Fig. 7.

The ARPC1 insert is important for Arp2/3 complex function in vitro and in vivo. (A) Binding isotherm showing the fraction of 60 nM WT and mutant Arp2/3 complexes that copelleted with preformed actin filaments. Fraction bound was determined by measuring depletion of the Arp2/3 complex from the supernatant. Note that neither WT nor ARPC1(F332A) Arp2/3 complexes reach 100% bound even at saturating concentrations of actin filaments (see SI Appendix, Methods for more details). The F332 residue in S. cerevisiae is equivalent to F302 in B. taurus ARPC1. n = 3 for each concentration.

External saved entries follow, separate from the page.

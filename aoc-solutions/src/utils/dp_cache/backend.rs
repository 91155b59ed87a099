//! Where computed values are kept

use std::collections::HashMap;
use std::hash::Hash;

/// Storage for computed values
///
/// `get_or_insert` runs `f` only for an empty slot and never replaces a
/// stored value.
pub trait Backend<I, K> {
    fn get(&self, index: &I) -> Option<&K>;

    fn get_or_insert<F: FnOnce() -> K>(&mut self, index: I, f: F) -> &K;

    fn len(&self) -> usize;

    fn is_empty(&self) -> bool {
        self.len() == 0
    }
}

/// Dense slots for `usize` indices, grown to the largest index written
#[derive(Debug, Default)]
pub struct VecBackend<K> {
    slots: Vec<Option<K>>,
}

impl<K> VecBackend<K> {
    pub fn new() -> Self {
        Self { slots: Vec::new() }
    }

    /// Reserve room for indices `0..capacity`
    pub fn with_capacity(capacity: usize) -> Self {
        Self {
            slots: Vec::with_capacity(capacity),
        }
    }
}

impl<K> Backend<usize, K> for VecBackend<K> {
    fn get(&self, index: &usize) -> Option<&K> {
        self.slots.get(*index).and_then(Option::as_ref)
    }

    fn get_or_insert<F: FnOnce() -> K>(&mut self, index: usize, f: F) -> &K {
        if self.slots.len() <= index {
            self.slots.resize_with(index + 1, || None);
        }
        self.slots[index].get_or_insert_with(f)
    }

    fn len(&self) -> usize {
        self.slots.iter().flatten().count()
    }
}

/// Sparse storage for any hashable index
#[derive(Debug)]
pub struct HashMapBackend<I, K> {
    values: HashMap<I, K>,
}

impl<I, K> HashMapBackend<I, K> {
    pub fn new() -> Self {
        Self {
            values: HashMap::new(),
        }
    }
}

impl<I, K> Default for HashMapBackend<I, K> {
    fn default() -> Self {
        Self::new()
    }
}

impl<I: Hash + Eq, K> Backend<I, K> for HashMapBackend<I, K> {
    fn get(&self, index: &I) -> Option<&K> {
        self.values.get(index)
    }

    fn get_or_insert<F: FnOnce() -> K>(&mut self, index: I, f: F) -> &K {
        self.values.entry(index).or_insert_with(f)
    }

    fn len(&self) -> usize {
        self.values.len()
    }
}
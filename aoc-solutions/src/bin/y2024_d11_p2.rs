aoc_solver::script_main!(aoc_solutions::my_solutions::year_2024::day_11::Solver, 2);
aoc_solver::script_main!(aoc_solutions::my_solutions::year_2021::day_01::Solver, 2);
//! Tests for the stdin/stdout script contract

use aoc_solver::{
    AocParser, AocSolver, ParseError, PartSolver, SolveError, SolverError, run_script_with,
};

/// Sums numbers; part 2 requires a positive total.
#[derive(AocSolver)]
#[aoc_solver(max_parts = 2)]
struct Totals;

impl AocParser for Totals {
    type SharedData<'a> = Vec<i64>;

    fn parse(input: &str) -> Result<Self::SharedData<'_>, ParseError> {
        input
            .lines()
            .enumerate()
            .map(|(idx, l)| l.trim().parse().map_err(|e| ParseError::at_line(idx, e)))
            .collect()
    }
}

impl PartSolver<1> for Totals {
    fn solve(shared: &mut Self::SharedData<'_>) -> Result<String, SolveError> {
        Ok(shared.iter().sum::<i64>().to_string())
    }
}

impl PartSolver<2> for Totals {
    fn solve(shared: &mut Self::SharedData<'_>) -> Result<String, SolveError> {
        let total: i64 = shared.iter().sum();
        if total <= 0 {
            return Err(SolveError::Invariant(format!("total {} is not positive", total)));
        }
        Ok(total.to_string())
    }
}

fn run(part: u8, input: &[u8]) -> (Result<(), SolverError>, Vec<u8>) {
    let mut out = Vec::new();
    let result = run_script_with::<Totals, _, _>(part, input, &mut out);
    (result, out)
}

#[test]
fn test_answer_is_single_line() {
    let (result, out) = run(1, b"1\n2\n3\n");
    assert!(result.is_ok());
    assert_eq!(out, b"6\n");
}

#[test]
fn test_output_is_deterministic() {
    let (_, first) = run(1, b"10\n-4\n");
    let (_, second) = run(1, b"10\n-4\n");
    assert_eq!(first, second);
}

#[test]
fn test_parse_failure_writes_nothing() {
    let (result, out) = run(1, b"1\nx\n");
    match result {
        Err(SolverError::ParseError(ParseError::InvalidFormat(msg))) => {
            assert!(msg.contains("line 2"), "{}", msg)
        }
        other => panic!("expected parse failure, got {:?}", other),
    }
    assert!(out.is_empty());
}

#[test]
fn test_invariant_failure_writes_nothing() {
    let (result, out) = run(2, b"-5\n");
    assert!(matches!(
        result,
        Err(SolverError::SolveError(SolveError::Invariant(_)))
    ));
    assert!(out.is_empty());
}

#[test]
fn test_invalid_utf8_is_input_error() {
    let (result, out) = run(1, &[0xff, 0xfe, b'\n']);
    assert!(matches!(result, Err(SolverError::Input(_))));
    assert!(out.is_empty());
}

#[test]
fn test_unknown_part_rejected() {
    let (result, _) = run(3, b"1\n");
    assert!(matches!(
        result,
        Err(SolverError::SolveError(SolveError::PartOutOfRange(3)))
    ));
}
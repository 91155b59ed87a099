use crate::utils::input::{non_empty, parse_lines};
use crate::utils::seq::combinations;
use anyhow::Context;
use aoc_solver::{AocParser, ParseError, PartSolver, SolveError};
use aoc_solver_macros::AocSolver;

#[derive(AocSolver)]
#[aoc_solver(max_parts = 2)]
pub struct Solver;

const EGGNOG: u64 = 150;

impl AocParser for Solver {
    type SharedData<'a> = Vec<u64>;

    fn parse(input: &str) -> Result<Self::SharedData<'_>, ParseError> {
        let sizes = parse_lines(input, |line| line.trim().parse().context("bad container size"))?;
        non_empty(sizes, "containers")
    }
}

/// Number of container subsets holding exactly `target`, and the number of
/// those using the fewest containers.
pub fn fills(containers: &[u64], target: u64) -> (usize, usize) {
    let mut total = 0;
    let mut at_minimum = None;
    for k in 1..=containers.len() {
        let count = combinations(containers, k)
            .filter(|combo| combo.iter().sum::<u64>() == target)
            .count();
        if count > 0 && at_minimum.is_none() {
            at_minimum = Some(count);
        }
        total += count;
    }
    (total, at_minimum.unwrap_or(0))
}

impl PartSolver<1> for Solver {
    fn solve(shared: &mut Self::SharedData<'_>) -> Result<String, SolveError> {
        Ok(fills(shared, EGGNOG).0.to_string())
    }
}

impl PartSolver<2> for Solver {
    fn solve(shared: &mut Self::SharedData<'_>) -> Result<String, SolveError> {
        Ok(fills(shared, EGGNOG).1.to_string())
    }
}

#[cfg(test)]
mod tests {
    use super::*;

    #[test]
    fn test_sample() {
        assert_eq!(fills(&[20, 15, 10, 5, 5], 25), (4, 3));
        assert_eq!(fills(&[20, 15], 7), (0, 0));
    }
}
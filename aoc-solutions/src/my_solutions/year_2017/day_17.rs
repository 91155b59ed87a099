use crate::utils::input::parse_token;
use crate::utils::ring::Ring;
use aoc_solver::{AocParser, ParseError, PartSolver, SolveError};
use aoc_solver_macros::AocSolver;

#[derive(AocSolver)]
#[aoc_solver(max_parts = 2)]
pub struct Solver;

const SHORT_RUN: u32 = 2017;
const LONG_RUN: u32 = 50_000_000;

impl AocParser for Solver {
    type SharedData<'a> = usize;

    fn parse(input: &str) -> Result<Self::SharedData<'_>, ParseError> {
        parse_token(input)
    }
}

/// Value right after the last inserted one, after `insertions` steps.
pub fn after_last(step: usize, insertions: u32) -> u32 {
    // The current position is kept at the back of the ring.
    let mut ring = Ring::with_capacity(insertions as usize + 1);
    ring.push_back(0);
    for value in 1..=insertions {
        ring.rotate(-(step as i64));
        ring.push_back(value);
    }
    ring.front().copied().unwrap_or(0)
}

/// Value right after 0; only insertions at index 1 matter, so no buffer is kept.
pub fn after_zero(step: usize, insertions: u32) -> u32 {
    let mut pos = 0;
    let mut after = 0;
    for value in 1..=insertions {
        pos = (pos + step) % value as usize + 1;
        if pos == 1 {
            after = value;
        }
    }
    after
}

impl PartSolver<1> for Solver {
    fn solve(shared: &mut Self::SharedData<'_>) -> Result<String, SolveError> {
        Ok(after_last(*shared, SHORT_RUN).to_string())
    }
}

impl PartSolver<2> for Solver {
    fn solve(shared: &mut Self::SharedData<'_>) -> Result<String, SolveError> {
        Ok(after_zero(*shared, LONG_RUN).to_string())
    }
}

#[cfg(test)]
mod tests {
    use super::*;
    use aoc_solver::solve_input;

    #[test]
    fn test_sample() {
        assert_eq!(solve_input::<Solver>("3\n", 1).unwrap(), "638");
        assert_eq!(after_last(3, 3), 1);
    }

    #[test]
    fn test_after_zero_matches_ring() {
        assert_eq!(after_zero(3, 9), 9);
        for n in 1..200 {
            let mut ring: Ring<u32> = Ring::new();
            ring.push_back(0);
            for v in 1..=n {
                ring.rotate(-3);
                ring.push_back(v);
            }
            let zero = ring.position(|&v| v == 0).unwrap();
            assert_eq!(ring.get_wrapped(zero + 1).copied(), Some(after_zero(3, n)));
        }
    }
}
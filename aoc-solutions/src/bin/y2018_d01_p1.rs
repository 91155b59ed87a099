aoc_solver::script_main!(aoc_solutions::my_solutions::year_2018::day_01::Solver, 1);
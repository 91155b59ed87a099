aoc_solver::script_main!(aoc_solutions::my_solutions::year_2018::day_23::Solver, 2);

Error bar: SD. (B) Time courses of pyrene actin polymerization for reactions containing 20 nM WT or ARPC1(F332A) mutant Arp2/3 complex and the indicated concentration of the VCA segment of Las17 (Las17-VCA). (C) Quantification of the maximum polymerization rate from the data in B. Data points are averages of three replicates. Error bars: SD. (D) Spinning disk confocal images of a central z-slice of WT or ARPC1(F332A) strains taken in optical pixel reassignment mode. Las17 is labeled at its N terminus with mNeonGreen (mNG), and Abp1 is labeled at its C terminus with TagRFP-T. Yellow arrowhead highlights a nonpunctate Abp1-TagRFP-T structure in the ARPC1(F332A) strain. Scale bar: 2.0 μm. (E) Plot of the average normalized intensity versus time for mNG-Las17 and Abp1-TagRFP-T patches in WT (n = 76 patches) and ARPC1(F332A) (n = 74 patches) cells. Paired trajectories were aligned at the maximum signal for Abp1-TagRFP-T. Error bars show the SD for all aligned trajectories. (F) Kymographs from widefield fluorescence images showing mNG-Las17 and Abp1-TagRFP-T signal over time for three events in WT and two events in the mutant cells. t, time; d, distance.